What to produce –
For each line below, print it again exactly as shown.

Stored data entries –
++++++
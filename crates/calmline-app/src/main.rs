//! Calmline terminal front-end - composition root.
//!
//! 1. Parse CLI args and load configuration from TOML
//! 2. Initialize tracing (stderr, so stdout stays the conversation)
//! 3. Probe the terminal voice platform and build the assistant
//! 4. Run the single-threaded input loop

mod cli;
mod commands;
mod render;
mod terminal;

use std::time::Duration;

use clap::Parser;
use tokio::io::{AsyncBufReadExt, BufReader};

use calmline_chat::{Assistant, VoiceSelector};
use calmline_core::config::CalmlineConfig;
use calmline_core::error::CalmlineError;

use crate::cli::CliArgs;
use crate::commands::{Command, HELP};
use crate::render::Renderer;
use crate::terminal::TerminalPlatform;

/// How often pending platform events are drained.
const PUMP_INTERVAL: Duration = Duration::from_millis(150);

#[tokio::main(flavor = "current_thread")]
async fn main() -> Result<(), Box<dyn std::error::Error>> {
    let args = CliArgs::parse();

    // Config is read before tracing exists so its log level can apply.
    let config_file = args.resolve_config_path();
    let loaded = CalmlineConfig::load(&config_file);
    let config_level = loaded
        .as_ref()
        .map(|c| c.general.log_level.clone())
        .unwrap_or_else(|_| CalmlineConfig::default().general.log_level);

    tracing_subscriber::fmt()
        .with_writer(std::io::stderr)
        .with_env_filter(
            tracing_subscriber::EnvFilter::try_from_default_env().unwrap_or_else(|_| {
                tracing_subscriber::EnvFilter::new(args.resolve_log_level(&config_level))
            }),
        )
        .init();

    tracing::info!("Starting Calmline v{}", env!("CARGO_PKG_VERSION"));

    let config = match loaded {
        Ok(config) => config,
        Err(CalmlineError::Io(e)) if e.kind() == std::io::ErrorKind::NotFound => {
            tracing::debug!(path = %config_file.display(), "No config file, using defaults");
            CalmlineConfig::default()
        }
        Err(e) => {
            tracing::warn!(
                "Failed to load config from {}: {}. Using defaults.",
                config_file.display(),
                e
            );
            CalmlineConfig::default()
        }
    };

    let speak = config.voice.enabled && !args.mute;
    let mut platform = TerminalPlatform::new(config.speech.clone(), speak);
    let mut assistant = Assistant::new(&mut platform, VoiceSelector::from_config(&config.voice));
    let renderer = Renderer {
        json: args.json,
        explain: args.explain,
    };

    if let Some(text) = args.once.as_deref() {
        return run_once(&mut assistant, &renderer, text).await;
    }

    run_interactive(&mut assistant, &renderer).await
}

/// Answer one message, waiting for the spoken reply to finish.
async fn run_once(
    assistant: &mut Assistant<TerminalPlatform>,
    renderer: &Renderer,
    text: &str,
) -> Result<(), Box<dyn std::error::Error>> {
    let Some(exchange) = assistant.submit(text) else {
        tracing::debug!("Nothing to answer");
        return Ok(());
    };
    println!("{}", renderer.exchange(&exchange)?);

    while assistant.status().speaking {
        tokio::time::sleep(PUMP_INTERVAL).await;
        assistant.pump();
    }
    Ok(())
}

async fn run_interactive(
    assistant: &mut Assistant<TerminalPlatform>,
    renderer: &Renderer,
) -> Result<(), Box<dyn std::error::Error>> {
    if !renderer.json {
        println!("Calmline is here. Type a message, or /help for commands.");
    }

    let mut lines = BufReader::new(tokio::io::stdin()).lines();
    let mut pump = tokio::time::interval(PUMP_INTERVAL);

    loop {
        tokio::select! {
            line = lines.next_line() => {
                let Some(line) = line? else {
                    break;
                };
                match Command::parse(&line) {
                    Some(Command::Quit) => break,
                    Some(command) => run_command(assistant, renderer, command)?,
                    None => {
                        if let Some(exchange) = assistant.submit(&line) {
                            println!("{}", renderer.exchange(&exchange)?);
                        }
                    }
                }
            }
            _ = pump.tick() => {
                for exchange in assistant.pump() {
                    println!("{}", renderer.exchange(&exchange)?);
                }
            }
        }
    }

    assistant.interrupt_playback();
    tracing::info!(messages = assistant.messages().len(), "Session ended");
    Ok(())
}

fn run_command(
    assistant: &mut Assistant<TerminalPlatform>,
    renderer: &Renderer,
    command: Command,
) -> Result<(), CalmlineError> {
    match command {
        Command::Listen => {
            if !assistant.capture_available() {
                println!(
                    "{}",
                    renderer.notice("Speech capture isn't available in this terminal.")?
                );
            }
            assistant.toggle_capture();
        }
        Command::Stop => assistant.interrupt_playback(),
        Command::Status => {
            let status = assistant.status();
            println!(
                "{}",
                renderer.status(&status, assistant.interim_transcript())?
            );
        }
        Command::History => {
            let history = renderer.history(assistant.messages())?;
            if !history.is_empty() {
                println!("{}", history);
            }
        }
        Command::Help => println!("{}", renderer.notice(HELP)?),
        Command::Unknown(name) => println!(
            "{}",
            renderer.notice(&format!("Unknown command /{}. Try /help.", name))?
        ),
        Command::Quit => {}
    }
    Ok(())
}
++++++
Task solution –
filename crates/calmline-app/src/main.rs
//! Calmline terminal front-end - composition root.
//!
//! 1. Parse CLI args and load configuration from TOML
//! 2. Initialize tracing (stderr, so stdout stays the conversation)
//! 3. Probe the terminal voice platform and build the assistant
//! 4. Run the single-threaded input loop

mod cli;
mod commands;
mod render;
mod terminal;

use std::time::Duration;

use clap::Parser;
use tokio::io::{AsyncBufReadExt, BufReader};

use calmline_chat::{Assistant, VoiceSelector};
use calmline_core::config::CalmlineConfig;
use calmline_core::error::CalmlineError;

use crate::cli::CliArgs;
use crate::commands::{Command, HELP};
use crate::render::Renderer;
use crate::terminal::TerminalPlatform;

/// How often pending platform events are drained.
const PUMP_INTERVAL: Duration = Duration::from_millis(150);

#[tokio::main(flavor = "current_thread")]
async fn main() -> Result<(), Box<dyn std::error::Error>> {
    let args = CliArgs::parse();

    // Config is read before tracing exists so its log level can apply.
    let config_file = args.resolve_config_path();
    let loaded = CalmlineConfig::load(&config_file);
    let config_level = loaded
        .as_ref()
        .map(|c| c.general.log_level.clone())
        .unwrap_or_else(|_| CalmlineConfig::default().general.log_level);

    tracing_subscriber::fmt()
        .with_writer(std::io::stderr)
        .with_env_filter(
            tracing_subscriber::EnvFilter::try_from_default_env().unwrap_or_else(|_| {
                tracing_subscriber::EnvFilter::new(args.resolve_log_level(&config_level))
            }),
        )
        .init();

    tracing::info!("Starting Calmline v{}", env!("CARGO_PKG_VERSION"));

    let config = match loaded {
        Ok(config) => config,
        Err(CalmlineError::Io(e)) if e.kind() == std::io::ErrorKind::NotFound => {
            tracing::debug!(path = %config_file.display(), "No config file, using defaults");
            CalmlineConfig::default()
        }
        Err(e) => {
            tracing::warn!(
                "Failed to load config from {}: {}. Using defaults.",
                config_file.display(),
                e
            );
            CalmlineConfig::default()
        }
    };

    let speak = config.voice.enabled && !args.mute;
    let mut platform = TerminalPlatform::new(config.speech.clone(), speak);
    let mut assistant = Assistant::new(&mut platform, VoiceSelector::from_config(&config.voice));
    let renderer = Renderer {
        json: args.json,
        explain: args.explain,
    };

    if let Some(text) = args.once.as_deref() {
        return run_once(&mut assistant, &renderer, text).await;
    }

    run_interactive(&mut assistant, &renderer).await
}

/// Answer one message, waiting for the spoken reply to finish.
async fn run_once(
    assistant: &mut Assistant<TerminalPlatform>,
    renderer: &Renderer,
    text: &str,
) -> Result<(), Box<dyn std::error::Error>> {
    let Some(exchange) = assistant.submit(text) else {
        tracing::debug!("Nothing to answer");
        return Ok(());
    };
    println!("{}", renderer.exchange(&exchange)?);

    while assistant.status().speaking {
        tokio::time::sleep(PUMP_INTERVAL).await;
        assistant.pump();
    }
    Ok(())
}

async fn run_interactive(
    assistant: &mut Assistant<TerminalPlatform>,
    renderer: &Renderer,
) -> Result<(), Box<dyn std::error::Error>> {
    if !renderer.json {
        println!("Calmline is here. Type a message, or /help for commands.");
    }

    let mut lines = BufReader::new(tokio::io::stdin()).lines();
    let mut pump = tokio::time::interval(PUMP_INTERVAL);

    loop {
        tokio::select! {
            line = lines.next_line() => {
                let Some(line) = line? else {
                    break;
                };
                match Command::parse(&line) {
                    Some(Command::Quit) => break,
                    Some(command) => run_command(assistant, renderer, command)?,
                    None => {
                        if let Some(exchange) = assistant.submit(&line) {
                            println!("{}", renderer.exchange(&exchange)?);
                        }
                    }
                }
            }
            _ = pump.tick() => {
                for exchange in assistant.pump() {
                    println!("{}", renderer.exchange(&exchange)?);
                }
            }
        }
    }

    assistant.interrupt_playback();
    tracing::info!(messages = assistant.messages().len(), "Session ended");
    Ok(())
}

fn run_command(
    assistant: &mut Assistant<TerminalPlatform>,
    renderer: &Renderer,
    command: Command,
) -> Result<(), CalmlineError> {
    match command {
        Command::Listen => {
            if !assistant.capture_available() {
                println!(
                    "{}",
                    renderer.notice("Speech capture isn't available in this terminal.")?
                );
            }
            assistant.toggle_capture();
        }
        Command::Stop => assistant.interrupt_playback(),
        Command::Status => {
            let status = assistant.status();
            println!(
                "{}",
                renderer.status(&status, assistant.interim_transcript())?
            );
        }
        Command::History => {
            let history = renderer.history(assistant.messages())?;
            if !history.is_empty() {
                println!("{}", history);
            }
        }
        Command::Help => println!("{}", renderer.notice(HELP)?),
        Command::Unknown(name) => println!(
            "{}",
            renderer.notice(&format!("Unknown command /{}. Try /help.", name))?
        ),
        Command::Quit => {}
    }
    Ok(())
}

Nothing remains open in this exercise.